## College Physics (4th Edition)

(a) The speed of the VW after the collision is $43~m/s$ (b) The forces that the cars exert on each other are equal in magnitude.
(a) Let $v_{b0}$ be the initial velocity of the BMW. Let $v_{bf}$ be the final velocity of the BMW. Let $v_{v0}$ be the initial velocity of the Volkswagen. Let $v_{vf}$ be the final velocity of the Volkswagen. By conservation of momentum, the final momentum of the two cars is equal to the initial momentum of the two cars.
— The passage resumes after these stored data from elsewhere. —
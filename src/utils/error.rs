use std::io::Error as IoError;
use thiserror::Error;

#[derive(Debug, Error)]
pub enum Error {
    #[error("IO error: {0}")]
    Io(#[from] IoError),

    #[error("Protocol error: {0}")]
    Protocol(String),

    #[error("Handshake error: {0}")]
    Handshake(String),

    #[error("AMF decode error: {0}")]
    AmfDecode(String),

    #[error("AMF encode error: {0}")]
    AmfEncode(String),

    #[error("Chunk error: {0}")]
    Chunk(String),

    #[error("Connection error: {0}")]
    Connection(String),

    #[error("Server rejected {command}: {description}")]
    Rejected { command: String, description: String },

    #[error("Invalid state: {0}")]
    InvalidState(String),

    #[error("Timeout: {0}")]
    Timeout(String),

    #[error("Configuration error: {0}")]
    Configuration(String),
}

impl Error {
    /// Create a protocol error
    pub fn protocol(msg: impl Into<String>) -> Self {
        Error::Protocol(msg.into())
    }

    /// Create a handshake error
    pub fn handshake(msg: impl Into<String>) -> Self {
        Error::Handshake(msg.into())
    }

    /// Create an AMF decode error
    pub fn amf_decode(msg: impl Into<String>) -> Self {
        Error::AmfDecode(msg.into())
    }

    /// Create an AMF encode error
    pub fn amf_encode(msg: impl Into<String>) -> Self {
        Error::AmfEncode(msg.into())
    }

    /// Create a chunk error
    pub fn chunk(msg: impl Into<String>) -> Self {
        Error::Chunk(msg.into())
    }

    /// Create a connection error
    pub fn connection(msg: impl Into<String>) -> Self {
        Error::Connection(msg.into())
    }

    /// Create a rejection raised by an `_error` response
    pub fn rejected(command: impl Into<String>, description: impl Into<String>) -> Self {
        Error::Rejected {
            command: command.into(),
            description: description.into(),
        }
    }

    /// Create an invalid state error
    pub fn invalid_state(msg: impl Into<String>) -> Self {
        Error::InvalidState(msg.into())
    }

    /// Create a timeout error
    pub fn timeout(msg: impl Into<String>) -> Self {
        Error::Timeout(msg.into())
    }

    /// Create a configuration error
    pub fn config(msg: impl Into<String>) -> Self {
        Error::Configuration(msg.into())
    }

    /// Stable numeric code reported with failure events
    pub fn code(&self) -> i32 {
        match self {
            Error::Io(_) => 1,
            Error::Protocol(_) => 2,
            Error::Handshake(_) => 3,
            Error::AmfDecode(_) => 4,
            Error::AmfEncode(_) => 5,
            Error::Chunk(_) => 6,
            Error::Connection(_) => 7,
            Error::Rejected { .. } => 8,
            Error::InvalidState(_) => 9,
            Error::Timeout(_) => 10,
            Error::Configuration(_) => 11,
        }
    }
}

/// Result type alias for the library
pub type Result<T> = std::result::Result<T, Error>;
We can find the final speed $v_{vf}$ of the Volkswagen after the collision: $m_b~v_{bf}+m_v~v_{vf} = m_b~v_{b0}+m_v~v_{v0}$ $m_v~v_{vf} = m_b~(v_{b0}-v_{bf})+m_v~v_{v0}$ $v_{vf} = \frac{m_b~(v_{b0}-v_{bf})+m_v~v_{v0}}{m_v}$ $v_{vf} = \frac{(2.0\times 10^3~kg)~(42~m/s-33~m/s)+(1.0\times 10^3~kg)(25~m/s)}{1.0\times 10^3~kg}$ $v_{vf} = 43~m/s$ The speed of the VW after the collision is $43~m/s$ (b) By Newton's third law, if the BMW exerts a force on the VW, then the VW exerts an equal and opposite force on the BMW. Therefore, the forces that the cars exert on each other are equal in magnitude.